Supervised learning-Cont.
(ii) Classifying flowers
• The goal is to classify iris flowers into three types: setosa, versicolor, and virginica,
based on four extracted features: sepal length, sepal width, petal length, and petal
width.
Supervised learning-Cont.
(iii) Image classification and handwriting recognition
• Image classification involves categorizing images
based on their content, such as indoor vs. outdoor
scenes, orientation (horizontal vs. vertical), or
presence of specific objects like dogs.
• MNIST (which stands for “Modified National
Institute of Standards” )is a widely used dataset for
handwritten digit recognition, containing 60,000
training images and 10,000 test images of digits (0-9).
• Each image is grayscale, sized 28x28 pixels, and
represents handwritten digits by various individuals.
• Images are represented as feature vectors, where each
pixel's grayscale value (ranging from 0 to 255) serves
as a feature.
Supervised learning-Cont.
(iv) Face detection and recognition
• Object detection, or localization, involves
identifying specific objects within an image. A
notable application is face detection, which is
crucial for tasks like autofocus in cameras and
privacy features in services like Google's
StreetView.
• One approach to face detection is the sliding
window detector method. It divides the image into
small overlapping patches at various locations,
scales, and orientations.
• Each patch is classified based on whether it
exhibits face-like textures or features. Locations
where the probability of containing a face is high
are identified as potential face locations.
• Modern digital cameras often integrate face
detection systems to assist with autofocus by
identifying and focusing on faces within the frame.
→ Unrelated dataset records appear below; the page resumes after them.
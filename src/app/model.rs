use std::path::PathBuf;

use crate::store::{Snapshot, TrackRow};

/// What typed characters currently go to.
#[derive(Copy, Clone, Debug, Default, PartialEq, Eq)]
pub enum InputMode {
    #[default]
    Normal,
    Filter,
    AddPath,
}

/// The view model the renderer draws from.
pub struct App {
    pub snapshot: Snapshot,
    /// Base index of the highlighted row.
    pub selected: usize,
    pub follow_playback: bool,
    pub mode: InputMode,
    pub filter_query: String,
    pub path_input: String,
    pub metadata_window: bool,
    pub status: Option<String>,

    lower_titles: Option<Vec<String>>,
}

impl App {
    pub fn new(snapshot: Snapshot) -> Self {
        let mut app = Self {
            snapshot: Snapshot::default(),
            selected: 0,
            follow_playback: true,
            mode: InputMode::Normal,
            filter_query: String::new(),
            path_input: String::new(),
            metadata_window: false,
            status: None,
            lower_titles: None,
        };
        app.refresh(snapshot);
        app
    }

    /// Take a new snapshot from the store.
    ///
    /// With follow-playback on the cursor jumps to the current track; the
    /// selection is clamped either way so it never points past the list.
    pub fn refresh(&mut self, snapshot: Snapshot) {
        // Lowercased titles only pay off for larger playlists.
        self.lower_titles = (snapshot.tracks.len() > 100).then(|| {
            snapshot
                .tracks
                .iter()
                .map(|t| t.display.to_ascii_lowercase())
                .collect()
        });
        self.snapshot = snapshot;

        if self.follow_playback && self.mode != InputMode::Filter {
            if let Some(current) = self.snapshot.current {
                self.selected = current;
            }
        }
        self.ensure_selected_visible();
    }

    pub fn has_tracks(&self) -> bool {
        !self.snapshot.tracks.is_empty()
    }

    pub fn selected_row(&self) -> Option<&TrackRow> {
        self.snapshot.tracks.get(self.selected)
    }

    pub fn current_row(&self) -> Option<&TrackRow> {
        self.snapshot
            .current
            .and_then(|i| self.snapshot.tracks.get(i))
    }

    pub fn set_status(&mut self, status: impl Into<String>) {
        self.status = Some(status.into());
    }

    pub fn toggle_metadata_window(&mut self) {
        self.metadata_window = !self.metadata_window;
    }

    /// The cursor jumps to the current track on the next refresh.
    pub fn follow_playback_on(&mut self) {
        self.follow_playback = true;
    }

    pub fn follow_playback_off(&mut self) {
        self.follow_playback = false;
    }

    /// Rows in the order they are listed: play order, narrowed by the filter.
    pub fn display_indices(&self) -> Vec<usize> {
        let base = if self.snapshot.order.len() == self.snapshot.tracks.len() {
            self.snapshot.order.clone()
        } else {
            (0..self.snapshot.tracks.len()).collect()
        };

        let query = self.filter_query.trim();
        if query.is_empty() {
            return base;
        }
        match self.lower_titles.as_deref() {
            Some(lower_titles) => {
                let query_lower = query.to_ascii_lowercase();
                base.into_iter()
                    .filter(|&i| {
                        Self::fuzzy_match_positions_lower(&lower_titles[i], &query_lower).is_some()
                    })
                    .collect()
            }
            None => base
                .into_iter()
                .filter(|&i| {
                    Self::fuzzy_match_positions(&self.snapshot.tracks[i].display, query).is_some()
                })
                .collect(),
        }
    }

    /// Return the next visible index after `current`, wrapping to the first.
    pub fn next_in_view_from(&self, current: usize) -> Option<usize> {
        let display = self.display_indices();
        if display.is_empty() {
            return None;
        }
        match display.iter().position(|&i| i == current) {
            Some(p) => Some(display[(p + 1) % display.len()]),
            None => Some(display[0]),
        }
    }

    /// Return the previous visible index before `current`, wrapping to the last.
    pub fn prev_in_view_from(&self, current: usize) -> Option<usize> {
        let display = self.display_indices();
        let last = *display.last()?;
        match display.iter().position(|&i| i == current) {
            Some(0) | None => Some(last),
            Some(p) => Some(display[p - 1]),
        }
    }

    pub fn next(&mut self) {
        if let Some(next) = self.next_in_view_from(self.selected) {
            self.selected = next;
        }
    }

    pub fn prev(&mut self) {
        if let Some(prev) = self.prev_in_view_from(self.selected) {
            self.selected = prev;
        }
    }

    pub fn select_first(&mut self) {
        if let Some(&first) = self.display_indices().first() {
            self.selected = first;
        }
    }

    pub fn select_last(&mut self) {
        if let Some(&last) = self.display_indices().last() {
            self.selected = last;
        }
    }

    /// Subsequence match, ASCII case-insensitive. Returns the char positions
    /// in `title` that matched `query`.
    pub fn fuzzy_match_positions(title: &str, query: &str) -> Option<Vec<usize>> {
        if query.is_empty() {
            return Some(Vec::new());
        }

        let mut positions = Vec::new();
        let mut title_iter = title.chars().enumerate();
        for qc in query.chars() {
            let qc_low = qc.to_ascii_lowercase();
            loop {
                match title_iter.next() {
                    Some((ti, tc)) if tc.to_ascii_lowercase() == qc_low => {
                        positions.push(ti);
                        break;
                    }
                    Some(_) => continue,
                    None => return None,
                }
            }
        }
        Some(positions)
    }

    fn fuzzy_match_positions_lower(title_lower: &str, query_lower: &str) -> Option<Vec<usize>> {
        let mut positions = Vec::new();
        let mut title_iter = title_lower.chars().enumerate();
        for qc in query_lower.chars() {
            let (ti, _) = title_iter.find(|&(_, tc)| tc == qc)?;
            positions.push(ti);
        }
        Some(positions)
    }

    // -- filter prompt -------------------------------------------------------

    pub fn enter_filter_mode(&mut self) {
        self.mode = InputMode::Filter;
        self.follow_playback_off();
        self.ensure_selected_visible();
    }

    /// Leave the prompt but keep the filter applied.
    pub fn exit_filter_mode(&mut self) {
        self.mode = InputMode::Normal;
    }

    pub fn clear_filter(&mut self) {
        self.filter_query.clear();
        self.mode = InputMode::Normal;
        self.ensure_selected_visible();
    }

    pub fn push_filter_char(&mut self, c: char) {
        self.filter_query.push(c);
        self.ensure_selected_visible();
    }

    pub fn pop_filter_char(&mut self) {
        self.filter_query.pop();
        self.ensure_selected_visible();
    }

    // -- add-path prompt -----------------------------------------------------

    pub fn begin_add_path(&mut self) {
        self.mode = InputMode::AddPath;
        self.path_input.clear();
    }

    pub fn push_path_char(&mut self, c: char) {
        self.path_input.push(c);
    }

    pub fn pop_path_char(&mut self) {
        self.path_input.pop();
    }

    pub fn cancel_input(&mut self) {
        self.mode = InputMode::Normal;
        self.path_input.clear();
    }

    /// Close the add-path prompt and hand out what was typed.
    ///
    /// A leading `~/` is expanded against `$HOME`. Blank input yields `None`.
    pub fn take_path_input(&mut self) -> Option<PathBuf> {
        self.mode = InputMode::Normal;
        let raw = std::mem::take(&mut self.path_input);
        let raw = raw.trim();
        if raw.is_empty() {
            return None;
        }
        if let (Some(rest), Some(home)) = (raw.strip_prefix("~/"), std::env::var_os("HOME")) {
            return Some(PathBuf::from(home).join(rest));
        }
        Some(PathBuf::from(raw))
    }

    /// Keep `selected` inside the listed rows, else move it to the first one.
    fn ensure_selected_visible(&mut self) {
        let display = self.display_indices();
        match display.first() {
            None => self.selected = 0,
            Some(&first) if !display.contains(&self.selected) => self.selected = first,
            Some(_) => {}
        }
    }
}
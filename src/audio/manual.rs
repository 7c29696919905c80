//! Deterministic engine for tests: time only moves when told to.

use std::collections::{HashMap, HashSet};
use std::path::{Path, PathBuf};
use std::sync::Arc;

use super::decode::{DecodeError, DecodedAudio};
use super::engine::{
    AudioEngine, AudioSource, DecodeTicket, EngineError, EngineEvent, Segment, VoiceId,
};

pub(crate) const DEFAULT_DURATION: f64 = 10.0;

pub(crate) struct ManualEngine {
    now: f64,
    volume: f32,
    next_voice: u64,
    durations: HashMap<PathBuf, f64>,
    failing: HashSet<PathBuf>,
    hold_decodes: bool,
    held: Vec<(DecodeTicket, AudioSource)>,
    queued: Vec<EngineEvent>,
    active: Vec<VoiceId>,
    pub(crate) decode_requests: Vec<DecodeTicket>,
    pub(crate) started: Vec<(VoiceId, Segment)>,
    pub(crate) stopped: Vec<VoiceId>,
}

impl ManualEngine {
    pub(crate) fn new() -> Self {
        Self {
            now: 0.0,
            volume: 1.0,
            next_voice: 1,
            durations: HashMap::new(),
            failing: HashSet::new(),
            hold_decodes: false,
            held: Vec::new(),
            queued: Vec::new(),
            active: Vec::new(),
            decode_requests: Vec::new(),
            started: Vec::new(),
            stopped: Vec::new(),
        }
    }

    pub(crate) fn advance(&mut self, seconds: f64) {
        self.now += seconds;
    }

    pub(crate) fn set_duration(&mut self, path: impl AsRef<Path>, seconds: f64) {
        self.durations.insert(path.as_ref().to_path_buf(), seconds);
    }

    pub(crate) fn fail_decoding(&mut self, path: impl AsRef<Path>) {
        self.failing.insert(path.as_ref().to_path_buf());
    }

    /// Keep decode results back until [`ManualEngine::release_decodes`].
    pub(crate) fn hold_decodes(&mut self) {
        self.hold_decodes = true;
    }

    pub(crate) fn release_decodes(&mut self) {
        self.hold_decodes = false;
        for (ticket, source) in std::mem::take(&mut self.held) {
            self.complete(ticket, &source);
        }
    }

    pub(crate) fn active_voices(&self) -> &[VoiceId] {
        &self.active
    }

    /// Let a voice run out, as if its segment reached the end.
    pub(crate) fn end_voice(&mut self, voice: VoiceId) {
        if let Some(pos) = self.active.iter().position(|v| *v == voice) {
            self.active.remove(pos);
            self.queued.push(EngineEvent::SegmentEnded { voice });
        }
    }

    fn complete(&mut self, ticket: DecodeTicket, source: &AudioSource) {
        let path = source.path();
        let result = if self.failing.contains(path) {
            Err(DecodeError::Unsupported {
                path: path.to_path_buf(),
                reason: "unrecognized format".into(),
            })
        } else {
            let seconds = self
                .durations
                .get(path)
                .copied()
                .unwrap_or(DEFAULT_DURATION);
            Ok(Arc::new(DecodedAudio::silence(seconds)))
        };
        self.queued.push(EngineEvent::Decoded { ticket, result });
    }
}

impl AudioEngine for ManualEngine {
    fn now(&self) -> f64 {
        self.now
    }

    fn decode(&mut self, source: &AudioSource, ticket: DecodeTicket) {
        self.decode_requests.push(ticket);
        if self.hold_decodes {
            self.held.push((ticket, source.clone()));
        } else {
            self.complete(ticket, source);
        }
    }

    fn start(
        &mut self,
        _audio: &Arc<DecodedAudio>,
        segment: Segment,
    ) -> Result<VoiceId, EngineError> {
        let voice = VoiceId(self.next_voice);
        self.next_voice += 1;
        self.active.push(voice);
        self.started.push((voice, segment));
        Ok(voice)
    }

    fn stop(&mut self, voice: VoiceId) {
        self.active.retain(|v| *v != voice);
        self.stopped.push(voice);
    }

    fn set_volume(&mut self, volume: f32) {
        self.volume = volume.clamp(0.0, 1.0);
    }

    fn volume(&self) -> f32 {
        self.volume
    }

    fn poll_events(&mut self) -> Vec<EngineEvent> {
        std::mem::take(&mut self.queued)
    }
}
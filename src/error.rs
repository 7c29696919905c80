use crate::audio::EngineError;

/// Failures that end the program.
#[derive(Debug, thiserror::Error)]
pub enum Error {
    #[error("audio output: {0}")]
    Engine(#[from] EngineError),
    #[error("terminal: {0}")]
    Io(#[from] std::io::Error),
}
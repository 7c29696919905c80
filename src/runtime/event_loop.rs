use std::io::Stdout;
use std::time::{Duration, Instant};

use crossterm::event::{self, Event, KeyCode, KeyEvent, KeyEventKind, KeyModifiers};
use log::warn;
use ratatui::{Terminal, backend::CrosstermBackend};

use crate::app::{App, InputMode};
use crate::config;
use crate::dispatcher::DispatchError;
use crate::error::Error;
use crate::ui;

use super::session::Session;

/// State tracked by the event loop across iterations.
#[derive(Default)]
pub struct EventLoopState {
    /// Two-key prefix state for `gg`.
    pub pending_gg: bool,
    /// Two-key prefix state for `zz`.
    pub pending_zz: bool,
}

/// Main terminal loop: pumps the session, redraws on change and handles
/// keys. Returns once the user quits.
pub fn run(
    terminal: &mut Terminal<CrosstermBackend<Stdout>>,
    settings: &config::Settings,
    app: &mut App,
    session: &mut Session,
) -> Result<(), Error> {
    let tick = Duration::from_millis(settings.ui.tick_ms);
    let mut state = EventLoopState::default();
    let mut last_tick = Instant::now();
    let mut dirty = true;

    loop {
        dirty |= pump(app, session);

        if last_tick.elapsed() >= tick {
            last_tick = Instant::now();
            if app.snapshot.playing {
                report(app, session.actions.set_current_time());
                dirty |= pump(app, session);
            }
        }

        if dirty {
            app.refresh(session.snapshot());
            terminal.draw(|f| ui::draw(f, app, &settings.ui, &settings.controls))?;
            dirty = false;
        }

        if event::poll(Duration::from_millis(50))? {
            match event::read()? {
                Event::Key(key) if key.kind == KeyEventKind::Press => {
                    if handle_key_event(key, settings, app, session, &mut state) {
                        break;
                    }
                    dirty = true;
                }
                Event::Resize(..) => dirty = true,
                _ => {}
            }
        }
    }

    Ok(())
}

fn pump(app: &mut App, session: &mut Session) -> bool {
    match session.pump(app) {
        Ok(changed) => changed,
        Err(e) => {
            report(app, Err(e));
            true
        }
    }
}

/// Log a failed dispatch and surface it in the status line.
fn report(app: &mut App, result: Result<(), DispatchError>) {
    if let Err(e) = result {
        warn!("dispatch failed: {e}");
        app.set_status(format!("error: {e}"));
    }
}

/// Apply one key press. Returns true when the user asked to quit.
pub fn handle_key_event(
    key: KeyEvent,
    settings: &config::Settings,
    app: &mut App,
    session: &mut Session,
    state: &mut EventLoopState,
) -> bool {
    match app.mode {
        InputMode::Filter => {
            state.pending_gg = false;
            handle_filter_key(key, app, session);
            false
        }
        InputMode::AddPath => {
            state.pending_gg = false;
            handle_add_path_key(key, settings, app, session);
            false
        }
        InputMode::Normal => handle_normal_key(key, settings, app, session, state),
    }
}

fn handle_filter_key(key: KeyEvent, app: &mut App, session: &Session) {
    let ctrl = key.modifiers.contains(KeyModifiers::CONTROL);
    match key.code {
        KeyCode::Esc => app.clear_filter(),
        KeyCode::Backspace => app.pop_filter_char(),
        KeyCode::Char('j' | 'n') if ctrl => {
            app.follow_playback_off();
            app.next();
        }
        KeyCode::Char('k' | 'p') if ctrl => {
            app.follow_playback_off();
            app.prev();
        }
        KeyCode::Char(c) if !c.is_control() => app.push_filter_char(c),
        KeyCode::Enter => {
            if app.display_indices().is_empty() {
                return;
            }
            let index = app.selected;
            app.exit_filter_mode();
            app.follow_playback_on();
            report(app, session.actions.select(index));
        }
        _ => {}
    }
}

fn handle_add_path_key(
    key: KeyEvent,
    settings: &config::Settings,
    app: &mut App,
    session: &mut Session,
) {
    match key.code {
        KeyCode::Esc => app.cancel_input(),
        KeyCode::Backspace => app.pop_path_char(),
        KeyCode::Char(c) if !c.is_control() => app.push_path_char(c),
        KeyCode::Enter => {
            if let Some(path) = app.take_path_input() {
                app.set_status(format!("importing {}", path.display()));
                session.import(vec![path], &settings.library);
            }
        }
        _ => {}
    }
}

fn handle_normal_key(
    key: KeyEvent,
    settings: &config::Settings,
    app: &mut App,
    session: &mut Session,
    state: &mut EventLoopState,
) -> bool {
    let KeyCode::Char(c) = key.code else {
        state.pending_gg = false;
        state.pending_zz = false;
        if key.code == KeyCode::Enter && app.has_tracks() {
            let index = app.selected;
            let already_playing = app.snapshot.playing && app.snapshot.current == Some(index);
            if !already_playing {
                app.follow_playback_on();
                report(app, session.actions.select(index));
            }
        }
        return false;
    };

    // Any key other than the second half of a prefix clears it.
    let gg = std::mem::take(&mut state.pending_gg);
    let zz = std::mem::take(&mut state.pending_zz);
    let actions = &session.actions;
    let position = app.snapshot.position;
    let volume = app.snapshot.volume;

    match c {
        'q' => {
            report(app, actions.stop());
            return true;
        }
        '/' => app.enter_filter_mode(),
        'a' => app.begin_add_path(),
        'K' => app.toggle_metadata_window(),
        'g' if gg => {
            app.follow_playback_off();
            app.select_first();
        }
        'g' => state.pending_gg = true,
        'G' => {
            app.follow_playback_off();
            app.select_last();
        }
        'z' if zz => app.follow_playback_on(),
        'z' => state.pending_zz = true,
        'j' => {
            app.follow_playback_off();
            app.next();
        }
        'k' => {
            app.follow_playback_off();
            app.prev();
        }
        ' ' | 'p' => {
            app.follow_playback_on();
            report(app, actions.toggle_play());
        }
        'x' => report(app, actions.stop()),
        'l' => {
            app.follow_playback_on();
            report(app, actions.next());
        }
        'h' => {
            app.follow_playback_on();
            report(app, actions.previous());
        }
        'L' | 'H' => {
            let step = settings.controls.scrub_seconds as f64;
            let target = if c == 'L' {
                position + step
            } else {
                position - step
            };
            report(app, actions.seek_to(target.max(0.0)));
        }
        '+' | '=' | '-' => {
            let step = settings.controls.volume_step;
            let delta = if c == '-' { -step } else { step };
            report(app, actions.set_volume((volume + delta).clamp(0.0, 1.0)));
        }
        's' => report(app, actions.toggle_shuffle()),
        'r' => report(app, actions.cycle_repeat()),
        'd' => {
            if app.has_tracks() {
                let index = app.selected;
                report(app, actions.remove_song(index));
            }
        }
        'D' => report(app, actions.remove_all()),
        _ => {}
    }
    false
}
• Services like Google's StreetView use face
detection to automatically blur faces to protect
privacy.
Supervised learning-Cont.
2. Regression:
• Regression is just like classification except the response variable is continuous
1. Discovering clusters:
•Clustering involves grouping data points into clusters based on similarities in their features,
without predefined labels.
•The goal is to estimate the distribution p(K∣D) over the number of clusters K, indicating
the presence of subgroups within the data.
•Model selection in clustering aims to determine the optimal number of clusters K ∗ often
approximated by the mode of p(K∣D). Unlike supervised learning where classes are
predefined, unsupervised learning allows flexibility in choosing the number of clusters that
best represent the underlying structure of the data.
•Each data point i is assigned to a cluster zi∈{1,…,K} based on the probability
p(zi=k∣xi,D), where xi is the feature vector of the data point.
•Assignments zi∗ are inferred to determine the cluster membership of each data point,
illustrated by different colors representing clusters in visualizations.
Unsupervised learning-Cont.
Applications of Clustering:
•Astronomy: Clustering methods like Autoclass have been used to discover new
types of stars based on astrophysical measurements.
•E-commerce: Clustering users based on purchasing or web-surfing behavior allows
for targeted advertising and personalized recommendations.
•Biology: Clustering flow-cytometry data helps identify different sub-populations of
cells, aiding in biological research such as understanding disease mechanisms.
Unsupervised learning-Cont.
2. Discovering latent factors:
• Dimensionality reduction involves projecting high-dimensional data into a
lower-dimensional subspace that captures essential characteristics of the data.
• Despite high-dimensional appearances, data often exhibit variability across a smaller
number of latent factors. Dimensionality reduction helps in focusing on these key
factors, such as lighting, pose, or identity in face image modeling.
• PCA is a common approach for dimensionality reduction, resembling an unsupervised
form of multi-output linear regression.
• Given high-dimensional responses y, PCA infers latent low-dimensional factors z that
explain most of the variability in y.
Unsupervised learning-Cont.
Applications:
• In biology, it is common to use PCA to interpret gene microarray data, to account for
the fact that each measurement is usually the result of many genes which are correlated
in their behavior by the fact that they belong to different biological pathways.
• In natural language processing, it is common to use a variant of PCA called latent
semantic analysis for document retrieval.
• In signal processing (e.g., of acoustic or neural signals), it is common to use ICA (which
is a variant of PCA) to separate signals into their different sources.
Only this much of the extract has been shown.